= Jim and John Thomas =

American screenwriter duo

Jim and John Thomas are American writers and producers. They are best known for Predator (1987) and Predator 2 (1990), Executive Decision (1996), Wild Wild West (1999), Behind Enemy Lines (2001), and the TV series Hard Time on Planet Earth.

==Career==
In 1983, Jim had the idea that would become Predator and asked his brother for help in developing a script, "adding some welcome and effective bits of comedy to their thrill-packed storyline". The brothers took inspiration from a joke circulating Hollywood concerning the Rocky franchise and how its lead character would have to fight an alien as there was nobody left on Earth to fight, and wrote a screenplay based on it. It was originally titled Hunter. The script was picked up by 20th Century Fox in 1985, and turned over to producer Joel Silver who, based on his experience with Commando, decided to turn the science fiction pulp storyline into a big-budget film.

The duo worked on a number of Hollywood productions through the 1980s, 1990s and 2000s, such as The Rescue (1988), Two-Fisted Tales (1992). The brothers co-wrote Mission to Mars (2000): "Screenwriters Graham Yost and Jim and John Thomas have substituted unconvincing slickness and popcorn drama for intellectual depth and character-driven suspense in Mars. Then to make matters worse, they deliver their tired package to audiences through stilted dialogue that has the actors trying to be profound when in reality they're being laughable", commented Christine Thomassini. They also wrote the screenplay of Predator 2, Wild Wild West, and Behind Enemy Lines.

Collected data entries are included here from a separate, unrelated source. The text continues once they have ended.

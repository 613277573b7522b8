//! Result → human/json string formatting.
//!
//! Two modes:
//! - **Human** (default): report text as is, one compact JSON document per line
//! - **JSON** (`--json`): `serde_json::to_string_pretty`

use serde_json::{json, Value as JsonValue};
use tessera_cache::Replay;
use tessera_core::Document;
use tessera_docstore::{LogStats, UpdateResult};

/// Output formatting mode.
#[derive(Debug, Clone, Copy, PartialEq, Eq)]
pub enum OutputMode {
    Human,
    Json,
}

fn pretty(value: &JsonValue) -> String {
    serde_json::to_string_pretty(value).unwrap_or_else(|_| value.to_string())
}

/// Format a list of documents.
pub fn format_documents(docs: &[Document], mode: OutputMode) -> String {
    match mode {
        OutputMode::Json => pretty(&JsonValue::Array(
            docs.iter().cloned().map(JsonValue::Object).collect(),
        )),
        OutputMode::Human => docs
            .iter()
            .map(|d| JsonValue::Object(d.clone()).to_string())
            .collect::<Vec<_>>()
            .join("\n"),
    }
}

/// Format the id of an inserted document.
pub fn format_inserted(id: &str, mode: OutputMode) -> String {
    match mode {
        OutputMode::Json => pretty(&json!({ "inserted_id": id })),
        OutputMode::Human => id.to_string(),
    }
}

/// Format match/modify counts of an update.
pub fn format_update(result: &UpdateResult, mode: OutputMode) -> String {
    match mode {
        OutputMode::Json => pretty(&json!({
            "matched": result.matched,
            "modified": result.modified,
        })),
        OutputMode::Human => format!(
            "matched {}, modified {}",
            result.matched, result.modified
        ),
    }
}

/// Format the log report.
pub fn format_log_stats(stats: &LogStats, mode: OutputMode) -> String {
    match mode {
        OutputMode::Json => {
            let methods: serde_json::Map<String, JsonValue> = stats
                .methods
                .iter()
                .map(|(m, n)| (m.clone(), json!(n)))
                .collect();
            let mut out = json!({
                "logs": stats.total,
                "methods": methods,
                "status_checks": stats.status_checks,
            });
            if let Some(ips) = &stats.top_ips {
                out["ips"] = ips
                    .iter()
                    .map(|(ip, n)| json!({ "ip": ip, "count": n }))
                    .collect();
            }
            pretty(&out)
        }
        OutputMode::Human => stats.to_string().trim_end_matches('\n').to_string(),
    }
}

/// Format the keys produced by `cache run` and the recorded history.
pub fn format_cache_run(keys: &[String], replay: Option<&Replay>, mode: OutputMode) -> String {
    match mode {
        OutputMode::Json => {
            let mut out = json!({ "keys": keys });
            if let Some(replay) = replay {
                out["history"] = replay_json(replay);
            }
            pretty(&out)
        }
        OutputMode::Human => {
            let mut lines = keys.to_vec();
            if let Some(replay) = replay {
                lines.push(format_replay(replay, mode));
            }
            lines.join("\n")
        }
    }
}

fn replay_json(replay: &Replay) -> JsonValue {
    json!({
        "operation": replay.operation,
        "calls": replay
            .calls
            .iter()
            .map(|c| json!({ "args": c.args, "output": c.output }))
            .collect::<Vec<_>>(),
    })
}

/// Format a recorded call history.
pub fn format_replay(replay: &Replay, mode: OutputMode) -> String {
    match mode {
        OutputMode::Json => pretty(&replay_json(replay)),
        OutputMode::Human => replay.to_string().trim_end_matches('\n').to_string(),
    }
}

/// Format an error.
pub fn format_error(err: &anyhow::Error, mode: OutputMode) -> String {
    match mode {
        OutputMode::Json => pretty(&json!({ "error": format!("{:#}", err) })),
        OutputMode::Human => format!("(error) {:#}", err),
    }
}
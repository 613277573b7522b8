//! Document-store layer for Tessera
//!
//! Provides query helpers over any document collection:
//! - **DocumentCollection**: the collection interface (insert, update, find, aggregate, count)
//! - **MemoryCollection**: in-process collection with JSON-lines import/export
//! - **Pipeline**: typed aggregation stages and expressions
//! - **Schools**: insert, topic update, listing and topic lookup
//! - **Students**: average-score ranking
//! - **LogStats**: access-log report
//!
//! Every helper takes `&dyn DocumentCollection` and issues one operation
//! (the log report issues one per statistic). Failures from the collection
//! are returned unchanged.

#![warn(missing_docs)]
#![warn(clippy::all)]

pub mod collection;
pub mod filter;
pub mod log_stats;
pub mod memory;
pub mod pipeline;
pub mod schools;
pub mod students;

pub use collection::{DocumentCollection, UpdateResult};
pub use filter::{Filter, Update};
pub use log_stats::{log_stats, LogStats, DEFAULT_TOP_IPS, LOG_METHODS};
pub use memory::MemoryCollection;
pub use pipeline::{execute, Accumulator, Expr, Projection, SortOrder, Stage};
pub use schools::{insert_school, list_all, schools_by_topic, update_topics};
pub use students::{top_students, top_students_pipeline, AVERAGE_FIELD};
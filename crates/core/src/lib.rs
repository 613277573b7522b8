//! Core types for Tessera
//!
//! This crate defines the foundational types shared by the cache and
//! document-store crates:
//! - Value: scalar value held by a cache entry
//! - Document: JSON object held by a collection, with dotted-path lookup
//! - Error: Error type shared by every library crate

#![warn(missing_docs)]
#![warn(clippy::all)]

pub mod document;
pub mod error;
pub mod value;

pub use document::{compare_values, float_value, resolve_path, values_equal, Document, ID_FIELD};
pub use error::{Error, Result};
pub use value::{args_literal, Value};
//! Query filters and field updates.
//!
//! A [`Filter`] is a conjunction of equality conditions on dotted field paths.
//! A condition also matches when the field holds an array containing the
//! expected value, so `Filter::new().eq("topics", "Python")` selects every
//! document whose `topics` list includes `"Python"`. An empty filter matches
//! every document.

use serde_json::Value as JsonValue;
use tessera_core::{resolve_path, values_equal, Document, Error, Result, ID_FIELD};

/// Conjunction of field equality conditions.
#[derive(Debug, Clone, Default, PartialEq)]
pub struct Filter {
    conditions: Vec<(String, JsonValue)>,
}

impl Filter {
    /// Filter matching every document.
    pub fn new() -> Self {
        Self::default()
    }

    /// Add the condition `field == value`.
    pub fn eq(mut self, field: impl Into<String>, value: impl Into<JsonValue>) -> Self {
        self.conditions.push((field.into(), value.into()));
        self
    }

    /// The conditions, in the order added.
    pub fn conditions(&self) -> &[(String, JsonValue)] {
        &self.conditions
    }

    /// Whether `doc` satisfies every condition.
    pub fn matches(&self, doc: &Document) -> bool {
        self.conditions.iter().all(|(path, expected)| {
            match resolve_path(doc, path) {
                Some(actual) => field_matches(&actual, expected),
                None => expected.is_null(),
            }
        })
    }
}

fn field_matches(actual: &JsonValue, expected: &JsonValue) -> bool {
    if values_equal(actual, expected) {
        return true;
    }
    match actual {
        JsonValue::Array(items) => items.iter().any(|item| values_equal(item, expected)),
        _ => false,
    }
}

/// Field assignments applied to every matched document (`$set`).
#[derive(Debug, Clone, Default, PartialEq)]
pub struct Update {
    sets: Vec<(String, JsonValue)>,
}

impl Update {
    /// Update assigning `field = value`.
    pub fn set(field: impl Into<String>, value: impl Into<JsonValue>) -> Self {
        Self::default().and_set(field, value)
    }

    /// Add another assignment.
    pub fn and_set(mut self, field: impl Into<String>, value: impl Into<JsonValue>) -> Self {
        self.sets.push((field.into(), value.into()));
        self
    }

    /// The assignments, in the order added.
    pub fn assignments(&self) -> &[(String, JsonValue)] {
        &self.sets
    }

    /// Reject updates that cannot be applied: empty, `_id`, or dotted paths.
    pub fn validate(&self) -> Result<()> {
        if self.sets.is_empty() {
            return Err(Error::InvalidOperation("update sets no fields".to_string()));
        }
        for (field, _) in &self.sets {
            if field == ID_FIELD {
                return Err(Error::InvalidOperation("cannot update _id".to_string()));
            }
            if field.is_empty() || field.contains('.') {
                return Err(Error::InvalidOperation(format!(
                    "update field must be a top-level name, got {:?}",
                    field
                )));
            }
        }
        Ok(())
    }

    /// Apply the assignments to `doc`; returns whether anything changed.
    pub fn apply(&self, doc: &mut Document) -> bool {
        let mut changed = false;
        for (field, value) in &self.sets {
            if doc.get(field) != Some(value) {
                doc.insert(field.clone(), value.clone());
                changed = true;
            }
        }
        changed
    }
}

The brothers created the short-lived TV series Hard Time on Planet Earth. Scheduled opposite NBC's Unsolved Mysteries and ABC's Growing Pains on Wednesdays, Hard Time on Planet Earth ranked 65th out of 81 programs upon its premiere. The series, which the duo had conceived in response to CBS's request to the brothers for a show "similar to the Incredible Hulk", was canceled by CBS in July 1989.

In 2021, the pair sued Disney and 20th Century Studios, claiming that the franchise rights to Predator had reverted to them. 20th Century counter sued, disputing the claim. In 2022, the pair settled with Disney in a confidential settlement. Disney has since released several Predator movies in the franchise.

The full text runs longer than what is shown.